Idempotent Jobs

posted 3 months ago

In many applications there are flaky workflows. For example, if you are building a chat application and you want to allow users to search uploaded documents, you might have a workflow with multiple steps:

  1. It is a premium feature. Check if the customer is paying.
  2. Run OCR on the document to get raw text.
  3. Update the search index for the chat application channel.

The first implementation might look like this:

async function addAttachmentToSearchIndex(channel: Channel, attachment: Attachment): Promise<void> {
  const customer = await Customer.find(channel.customerId);
  if (!customer.premium) {
    return;
  }
  const ocrData = await runOCR(attachment);
  await updateSearchIndex({
    channelId: channel.id,
    attachmentId: attachment.id,
    text: ocrData.text,
  });
}

The problem is the code will sometimes fail. Here are specific examples:

  • Internet cuts out during the function call
  • Server where the job is running stops or dies
  • OCR service is temporarily down
  • Search index service is temporarily down

This kind of work is often configured to run in a background job (or step function) to allow retrying after errors. If the function will potentially be called multiple times, every unit of work should be idempotent.

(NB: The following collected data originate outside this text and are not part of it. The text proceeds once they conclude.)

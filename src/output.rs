//! Terminal rendering for captions and device listings.

use crate::audio::source::DeviceInfo;
use crate::caption::sink::TextSink;
use crate::error::Result;
use owo_colors::OwoColorize;
use std::time::Instant;

/// Clear the current terminal line (for transient status output).
pub fn clear_line() {
    print!("\r\x1b[2K");
    use std::io::Write;
    std::io::stdout().flush().ok();
}

/// Caption sink that prints each line with a dimmed elapsed-time tag.
pub struct ConsoleSink {
    start: Instant,
    lines: u64,
}

impl Default for ConsoleSink {
    fn default() -> Self {
        Self::new()
    }
}

impl ConsoleSink {
    pub fn new() -> Self {
        Self {
            start: Instant::now(),
            lines: 0,
        }
    }

    fn timestamp(&self) -> String {
        let elapsed = self.start.elapsed().as_secs();
        format!("[{:02}:{:02}]", elapsed / 60, elapsed % 60)
    }
}

impl TextSink for ConsoleSink {
    fn handle(&mut self, text: &str) -> Result<()> {
        println!("{} {}", self.timestamp().dimmed(), text);
        self.lines += 1;
        Ok(())
    }

    fn finish(&mut self) -> Option<String> {
        if self.lines > 0 {
            Some(format!("{} caption line(s)", self.lines))
        } else {
            None
        }
    }

    fn name(&self) -> &'static str {
        "console"
    }
}

/// Render the `livecap devices` listing. The recommended device carries a
/// green marker; indices are the ones `--device` accepts.
pub fn render_device_list(devices: &[DeviceInfo]) {
    println!("Available audio input devices:");
    for device in devices {
        let marker = if device.recommended {
            "●".green().to_string()
        } else {
            "○".to_string()
        };
        println!(
            "  {} [{}] {} ({} ch)",
            marker, device.index, device.name, device.max_channels
        );
    }
    if let Some(best) = devices.iter().find(|d| d.recommended) {
        println!();
        println!(
            "{} {} is used when no --device is given",
            "●".green(),
            best.name
        );
    }
}

#[cfg(test)]
mod tests {
    use super::*;

    #[test]
    fn console_sink_counts_lines() {
        let mut sink = ConsoleSink::new();
        assert_eq!(sink.finish(), None);

        sink.handle("first").unwrap();
        sink.handle("second").unwrap();
        assert_eq!(sink.finish(), Some("2 caption line(s)".to_string()));
    }

    #[test]
    fn timestamp_starts_at_zero() {
        let sink = ConsoleSink::new();
        assert_eq!(sink.timestamp(), "[00:00]");
    }

    #[test]
    fn render_device_list_does_not_panic() {
        render_device_list(&[
            DeviceInfo {
                index: 0,
                name: "Monitor of Built-in Audio".to_string(),
                max_channels: 2,
                recommended: true,
            },
            DeviceInfo {
                index: 1,
                name: "Built-in Microphone".to_string(),
                max_channels: 1,
                recommended: false,
            },
        ]);
        render_device_list(&[]);
    }
}
//! Central tuning constants.
//!
//! Every knob that affects capture, windowing, or cadence lives here so the
//! config layer and the CLI agree on a single set of defaults.

/// Sample rate the pipeline and the whisper models operate at.
pub const SAMPLE_RATE: u32 = 16000;

/// Channels requested from the capture device. Loopback/monitor devices are
/// stereo; the pipeline downmixes to mono before windowing.
pub const CHANNEL_COUNT: u16 = 2;

/// Length of the rolling audio window handed to the engine, in seconds.
pub const WINDOW_SECONDS: u32 = 5;
pub const MIN_WINDOW_SECONDS: u32 = 5;
pub const MAX_WINDOW_SECONDS: u32 = 30;

/// How often the window is transcribed, in seconds.
pub const TRANSCRIBE_INTERVAL_SECS: f32 = 3.0;
pub const MIN_TRANSCRIBE_INTERVAL_SECS: f32 = 1.0;
pub const MAX_TRANSCRIBE_INTERVAL_SECS: f32 = 10.0;

/// Peak-amplitude threshold below which a window is considered silent and
/// skipped entirely (normalized f32 samples, so 0.01 is -40 dBFS).
pub const SILENCE_THRESHOLD: f32 = 0.01;

/// How long the pipeline worker blocks on the frame queue before re-checking
/// the stop flag and the transcription cadence.
pub const POLL_INTERVAL_MS: u64 = 100;

/// Capacity of the capture-to-pipeline frame queue. Overflow drops the oldest
/// frame, so this bounds both memory and how stale a backlog can get.
pub const FRAME_QUEUE_CAPACITY: usize = 64;

pub const DEFAULT_MODEL: &str = "base";
pub const DEFAULT_LANGUAGE: &str = "en";

/// Language value that asks the engine to auto-detect.
pub const AUTO_LANGUAGE: &str = "auto";

/// Which GPU backend was compiled in, for diagnostics output.
pub fn gpu_backend() -> &'static str {
    if cfg!(feature = "cuda") {
        "cuda"
    } else if cfg!(feature = "vulkan") {
        "vulkan"
    } else if cfg!(feature = "hipblas") {
        "hipblas"
    } else if cfg!(feature = "openblas") {
        "openblas"
    } else {
        "cpu"
    }
}
//! livecap - Live audio captions for the terminal
//!
//! Captures system or microphone audio, transcribes a rolling window on a
//! fixed cadence, and prints deduplicated caption lines.

#![warn(clippy::unwrap_used)]
#![warn(clippy::expect_used)]
#![warn(clippy::let_underscore_must_use)]

pub mod audio;
pub mod caption;
#[cfg(feature = "cli")]
pub mod cli;
pub mod config;
pub mod defaults;
pub mod diagnostics;
pub mod error;
pub mod models;
#[cfg(feature = "cli")]
pub mod output;
pub mod stt;

// Composition root
pub mod app;

// Core traits (source → pipeline → sink)
pub use audio::source::AudioSource;
pub use caption::sink::{CollectorSink, StdoutSink, TextSink};
pub use stt::transcriber::Transcriber;

// Pipeline
pub use caption::pipeline::{CaptionHandle, CaptionPipeline, CaptionPipelineConfig};

// Error handling
pub use error::{LivecapError, Result};

// Config
pub use config::Config;

/// Build version string with optional git commit hash.
///
/// Returns `"0.1.0+abc1234"` when git hash is available, `"0.1.0"` otherwise.
pub fn version_string() -> String {
    let version = env!("CARGO_PKG_VERSION");
    match option_env!("GIT_HASH") {
        Some(hash) if !hash.is_empty() => format!("{}+{}", version, hash),
        _ => version.to_string(),
    }
}
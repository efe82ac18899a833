//! Audio frames and the capture-to-pipeline queue.
//!
//! The queue is bounded with a drop-oldest overflow policy: if the pipeline
//! stalls (slow transcription), the producer evicts the oldest frame and keeps
//! pushing. Memory stays bounded and the backlog stays fresh.

use crossbeam_channel::{Receiver, RecvTimeoutError, Sender, TrySendError, bounded};
use std::sync::Arc;
use std::sync::atomic::{AtomicU64, Ordering};
use std::time::Duration;

/// A chunk of interleaved samples as delivered by a capture callback.
#[derive(Debug, Clone, PartialEq)]
pub struct AudioFrame {
    /// Interleaved f32 samples, normalized to [-1.0, 1.0].
    pub samples: Vec<f32>,
    /// Channel count of the interleaved data.
    pub channels: u16,
}

impl AudioFrame {
    pub fn new(samples: Vec<f32>, channels: u16) -> Self {
        Self { samples, channels }
    }

    /// Mono convenience constructor for tests and file sources.
    pub fn mono(samples: Vec<f32>) -> Self {
        Self {
            samples,
            channels: 1,
        }
    }

    /// Number of sample points per channel.
    pub fn len_per_channel(&self) -> usize {
        if self.channels == 0 {
            0
        } else {
            self.samples.len() / self.channels as usize
        }
    }
}

/// Create a bounded frame queue with drop-oldest overflow.
pub fn frame_queue(capacity: usize) -> (FrameProducer, FrameConsumer) {
    let (tx, rx) = bounded(capacity);
    let dropped = Arc::new(AtomicU64::new(0));
    (
        FrameProducer {
            tx,
            rx: rx.clone(),
            dropped: Arc::clone(&dropped),
        },
        FrameConsumer { rx, dropped },
    )
}

/// Producer half, held by the capture callback.
///
/// Dropping the last clone disconnects the channel, which is how finite
/// sources signal end-of-input to the pipeline.
#[derive(Clone)]
pub struct FrameProducer {
    tx: Sender<AudioFrame>,
    rx: Receiver<AudioFrame>,
    dropped: Arc<AtomicU64>,
}

impl FrameProducer {
    /// Push a frame, evicting the oldest frame if the queue is full.
    ///
    /// Never blocks. If the consumer is gone the frame is discarded silently
    /// (shutdown is in progress).
    pub fn push(&self, frame: AudioFrame) {
        let mut frame = frame;
        loop {
            match self.tx.try_send(frame) {
                Ok(()) => return,
                Err(TrySendError::Full(returned)) => {
                    if self.rx.try_recv().is_ok() {
                        self.dropped.fetch_add(1, Ordering::Relaxed);
                    }
                    frame = returned;
                }
                Err(TrySendError::Disconnected(_)) => return,
            }
        }
    }

    /// Blocking push for non-real-time sources (files).
    ///
    /// Waits for queue space instead of evicting, so no audio is lost. A
    /// dropped consumer ends the wait silently.
    pub fn send(&self, frame: AudioFrame) {
        self.tx.send(frame).ok();
    }

    /// Total frames evicted due to overflow.
    pub fn dropped_frames(&self) -> u64 {
        self.dropped.load(Ordering::Relaxed)
    }
}

/// Consumer half, held by the pipeline worker.
pub struct FrameConsumer {
    rx: Receiver<AudioFrame>,
    dropped: Arc<AtomicU64>,
}

impl FrameConsumer {
    /// Wait up to `timeout` for the next frame.
    ///
    /// `Err(Disconnected)` means every producer has been dropped.
    pub fn recv_timeout(
        &self,
        timeout: Duration,
    ) -> std::result::Result<AudioFrame, RecvTimeoutError> {
        self.rx.recv_timeout(timeout)
    }

    /// Frames currently queued.
    pub fn len(&self) -> usize {
        self.rx.len()
    }

    pub fn is_empty(&self) -> bool {
        self.rx.is_empty()
    }

    /// Total frames evicted due to overflow.
    pub fn dropped_frames(&self) -> u64 {
        self.dropped.load(Ordering::Relaxed)
    }
}
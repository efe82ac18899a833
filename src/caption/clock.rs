//! Time source abstraction so cadence logic is testable without real waits.

use std::sync::{Arc, Mutex};
use std::time::{Duration, Instant};

/// Trait for time operations, allowing mock time in tests.
pub trait Clock: Send + Sync {
    /// Returns the current instant.
    fn now(&self) -> Instant;
}

/// Real system clock using `std::time::Instant::now()`.
#[derive(Debug, Clone, Copy, Default)]
pub struct SystemClock;

impl Clock for SystemClock {
    fn now(&self) -> Instant {
        Instant::now()
    }
}

/// Manually advanced clock for deterministic cadence tests.
#[derive(Debug, Clone)]
pub struct MockClock {
    current: Arc<Mutex<Instant>>,
}

impl MockClock {
    /// Creates a new mock clock starting at the current instant.
    pub fn new() -> Self {
        Self {
            current: Arc::new(Mutex::new(Instant::now())),
        }
    }

    /// Advances the mock clock by the given duration.
    pub fn advance(&self, duration: Duration) {
        let mut current = self
            .current
            .lock()
            .unwrap_or_else(|poisoned| poisoned.into_inner());
        *current += duration;
    }
}

impl Default for MockClock {
    fn default() -> Self {
        Self::new()
    }
}

impl Clock for MockClock {
    fn now(&self) -> Instant {
        *self
            .current
            .lock()
            .unwrap_or_else(|poisoned| poisoned.into_inner())
    }
}
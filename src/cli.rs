//! Command-line interface for livecap
//!
//! Provides argument parsing using clap derive macros.

use clap::{Parser, Subcommand};
use clap_complete::Shell;
use std::path::PathBuf;

/// Live audio captions in the terminal
#[derive(Parser, Debug)]
#[command(name = "livecap", version, about = "Live audio captions in the terminal")]
pub struct Cli {
    /// Subcommand to execute
    #[command(subcommand)]
    pub command: Option<Commands>,

    /// Path to configuration file
    #[arg(long, global = true, value_name = "PATH")]
    pub config: Option<PathBuf>,

    /// Suppress status output (captions only)
    #[arg(short, long, global = true)]
    pub quiet: bool,

    /// Verbose output (-v: device + model info, -vv: full diagnostics)
    #[arg(short, long, global = true, action = clap::ArgAction::Count)]
    pub verbose: u8,

    /// Audio input device (index from `livecap devices`, or a name substring)
    #[arg(long, value_name = "DEVICE")]
    pub device: Option<String>,

    /// Whisper model (default: base). Use base.en for English-only audio
    #[arg(long, value_name = "MODEL")]
    pub model: Option<String>,

    /// Language code for transcription. Examples: en, de, es, auto
    #[arg(long, value_name = "LANG")]
    pub language: Option<String>,

    /// Rolling window length (default: 5s). Examples: 5s, 10s, 30
    #[arg(long, short = 'w', value_name = "DURATION", value_parser = parse_window_secs)]
    pub window: Option<u32>,

    /// Transcription cadence (default: 3s). Examples: 1s, 2s500ms, 1.5
    #[arg(long, short = 'i', value_name = "DURATION", value_parser = parse_interval_secs)]
    pub interval: Option<f32>,

    /// Peak amplitude below which a window is skipped as silence
    #[arg(long, value_name = "LEVEL")]
    pub silence_threshold: Option<f32>,

    /// Prevent automatic model download if the configured model is missing
    #[arg(long)]
    pub no_download: bool,
}

/// Parse a window duration into whole seconds.
///
/// Accepts bare numbers (seconds) and anything `humantime` understands
/// (`10s`, `1m`, `1m30s`).
fn parse_window_secs(s: &str) -> Result<u32, String> {
    let s = s.trim();
    if let Ok(secs) = s.parse::<u32>() {
        return Ok(secs);
    }
    humantime::parse_duration(s)
        .map(|d| d.as_secs() as u32)
        .map_err(|e| e.to_string())
}

/// Parse a cadence duration into fractional seconds.
///
/// Accepts bare numbers (`1.5` seconds) and `humantime` formats (`2s500ms`).
fn parse_interval_secs(s: &str) -> Result<f32, String> {
    let s = s.trim();
    if let Ok(secs) = s.parse::<f32>() {
        return Ok(secs);
    }
    humantime::parse_duration(s)
        .map(|d| d.as_secs_f32())
        .map_err(|e| e.to_string())
}

/// Available commands
#[derive(Subcommand, Debug)]
pub enum Commands {
    /// List available audio input devices
    Devices,

    /// Manage Whisper models
    Models {
        /// Action to perform
        #[command(subcommand)]
        action: ModelsAction,
    },

    /// Check models, devices, and GPU backend
    Check,

    /// Generate shell completions
    Completions {
        /// Shell to generate completions for
        shell: Shell,
    },
}

/// Model management actions
#[derive(Subcommand, Debug)]
pub enum ModelsAction {
    /// List available models
    List,
    /// Download and install a model
    Install {
        /// Model name (e.g., base.en, small.en, tiny)
        name: String,
    },
}

#[cfg(test)]
mod tests {
    use super::*;

    #[test]
    fn parse_default_command() {
        let cli = Cli::try_parse_from(["livecap"]).unwrap();
        assert!(cli.command.is_none());
        assert!(cli.device.is_none());
        assert!(cli.model.is_none());
        assert!(cli.language.is_none());
        assert!(cli.window.is_none());
        assert!(cli.interval.is_none());
        assert!(cli.silence_threshold.is_none());
        assert!(!cli.no_download);
        assert!(!cli.quiet);
        assert_eq!(cli.verbose, 0);
        assert!(cli.config.is_none());
    }

    #[test]
    fn parse_verbose_levels() {
        assert_eq!(Cli::try_parse_from(["livecap", "-v"]).unwrap().verbose, 1);
        assert_eq!(Cli::try_parse_from(["livecap", "-vv"]).unwrap().verbose, 2);
        assert_eq!(
            Cli::try_parse_from(["livecap", "-v", "-v"]).unwrap().verbose,
            2
        );
    }

    #[test]
    fn parse_with_options() {
        let cli = Cli::try_parse_from([
            "livecap",
            "--device",
            "monitor",
            "--model",
            "base.en",
            "--language",
            "en",
        ])
        .unwrap();

        assert_eq!(cli.device.as_deref(), Some("monitor"));
        assert_eq!(cli.model.as_deref(), Some("base.en"));
        assert_eq!(cli.language.as_deref(), Some("en"));
    }

    #[test]
    fn parse_devices_command() {
        let cli = Cli::try_parse_from(["livecap", "devices"]).unwrap();
        assert!(matches!(cli.command, Some(Commands::Devices)));
    }

    #[test]
    fn parse_check_command() {
        let cli = Cli::try_parse_from(["livecap", "check"]).unwrap();
        assert!(matches!(cli.command, Some(Commands::Check)));
    }

    #[test]
    fn parse_global_config() {
        let cli = Cli::try_parse_from(["livecap", "--config", "/path/to/config.toml"]).unwrap();
        assert_eq!(cli.config, Some(PathBuf::from("/path/to/config.toml")));
    }

    #[test]
    fn global_options_work_after_command() {
        let cli =
            Cli::try_parse_from(["livecap", "devices", "--config", "/tmp/config.toml"]).unwrap();
        assert_eq!(cli.config, Some(PathBuf::from("/tmp/config.toml")));
    }

    #[test]
    fn parse_quiet_flags() {
        assert!(Cli::try_parse_from(["livecap", "-q"]).unwrap().quiet);
        assert!(
            Cli::try_parse_from(["livecap", "--quiet", "devices"])
                .unwrap()
                .quiet
        );
    }

    #[test]
    fn invalid_command_returns_error() {
        let err = Cli::try_parse_from(["livecap", "invalid"]).unwrap_err();
        assert_eq!(err.kind(), clap::error::ErrorKind::InvalidSubcommand);
    }

    #[test]
    fn parse_models_list() {
        let cli = Cli::try_parse_from(["livecap", "models", "list"]).unwrap();
        match cli.command {
            Some(Commands::Models { action }) => assert!(matches!(action, ModelsAction::List)),
            _ => panic!("Expected Models command"),
        }
    }

    #[test]
    fn parse_models_install() {
        let cli = Cli::try_parse_from(["livecap", "models", "install", "base.en"]).unwrap();
        match cli.command {
            Some(Commands::Models {
                action: ModelsAction::Install { name },
            }) => assert_eq!(name, "base.en"),
            _ => panic!("Expected Models install command"),
        }
    }

    #[test]
    fn models_requires_subcommand() {
        let err = Cli::try_parse_from(["livecap", "models"]).unwrap_err();
        assert_eq!(
            err.kind(),
            clap::error::ErrorKind::DisplayHelpOnMissingArgumentOrSubcommand
        );
    }

    #[test]
    fn models_install_requires_name() {
        let err = Cli::try_parse_from(["livecap", "models", "install"]).unwrap_err();
        let msg = err.to_string();
        assert!(
            msg.contains("required") || msg.contains("name"),
            "Expected missing required argument error, got: {msg}"
        );
    }

    #[test]
    fn parse_no_download() {
        let cli = Cli::try_parse_from(["livecap", "--no-download"]).unwrap();
        assert!(cli.no_download);
    }

    #[test]
    fn parse_window_secs_formats() {
        assert_eq!(parse_window_secs("10").unwrap(), 10);
        assert_eq!(parse_window_secs("10s").unwrap(), 10);
        assert_eq!(parse_window_secs("1m").unwrap(), 60);
        assert_eq!(parse_window_secs("1m30s").unwrap(), 90);
    }

    #[test]
    fn parse_window_secs_invalid() {
        assert!(parse_window_secs("abc").is_err());
        assert!(parse_window_secs("10x").is_err());
        assert!(parse_window_secs("").is_err());
    }

    #[test]
    fn parse_interval_secs_formats() {
        assert_eq!(parse_interval_secs("1").unwrap(), 1.0);
        assert_eq!(parse_interval_secs("1.5").unwrap(), 1.5);
        assert_eq!(parse_interval_secs("2s").unwrap(), 2.0);
        assert_eq!(parse_interval_secs("2s500ms").unwrap(), 2.5);
    }

    #[test]
    fn parse_interval_secs_invalid() {
        assert!(parse_interval_secs("abc").is_err());
        assert!(parse_interval_secs("5x").is_err());
    }

    #[test]
    fn window_flag_accepts_durations() {
        let cli = Cli::try_parse_from(["livecap", "--window", "10s"]).unwrap();
        assert_eq!(cli.window, Some(10));
        let cli = Cli::try_parse_from(["livecap", "-w", "30"]).unwrap();
        assert_eq!(cli.window, Some(30));
    }

    #[test]
    fn interval_flag_accepts_durations() {
        let cli = Cli::try_parse_from(["livecap", "--interval", "2s500ms"]).unwrap();
        assert_eq!(cli.interval, Some(2.5));
        let cli = Cli::try_parse_from(["livecap", "-i", "1.5"]).unwrap();
        assert_eq!(cli.interval, Some(1.5));
    }

    #[test]
    fn silence_threshold_flag() {
        let cli = Cli::try_parse_from(["livecap", "--silence-threshold", "0.02"]).unwrap();
        assert_eq!(cli.silence_threshold, Some(0.02));
    }

    #[test]
    fn help_and_version_flags_are_recognized() {
        let err = Cli::try_parse_from(["livecap", "--help"]).unwrap_err();
        assert_eq!(err.kind(), clap::error::ErrorKind::DisplayHelp);
        let err = Cli::try_parse_from(["livecap", "--version"]).unwrap_err();
        assert_eq!(err.kind(), clap::error::ErrorKind::DisplayVersion);
    }

    #[test]
    fn parse_completions() {
        let cli = Cli::try_parse_from(["livecap", "completions", "bash"]).unwrap();
        match cli.command {
            Some(Commands::Completions { shell }) => assert_eq!(shell, Shell::Bash),
            _ => panic!("Expected Completions command"),
        }
    }
}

Here are ways it can run multiple times:

  • Background job hits a temporary error and runs again
  • Developer runs a backfill script to index lots of documents

Here is how to make the function safe to retry:

async function addAttachmentToSearchIndex(channel: Channel, attachment: Attachment): Promise<void> {
  // Premium feature.
  const customer = await Customer.find(channel.customerId);
  if (!customer.premium) {
    return;
  }

  // Check for existing OCR data.
  if (!attachment.ocrData) {
    // If not, run OCR and save the OCR data.
    attachment.ocrData = await runOCR(attachment);
    await attachment.save();
    logger.info(`updated OCR for attachment ${attachment.id}`);
  }

  // Check for existing search index status.
  if (!attachment.searchIndexStatus) {
    // If not, update the search index. 
    attachment.searchIndexStatus = await updateSearchIndex({
      channelId: channel.id,
      attachmentId: attachment.id,
      text: ocrData.text,
    });
    await attachment.save()
    logger.info(`added attachment ${attachment.id} to search index for channel ${channel.id}`);
  }
}

The function is now resilient to retry calls. If you look at the code, the common pattern is to store intermediate values in the database, and then check for those values before calling external services.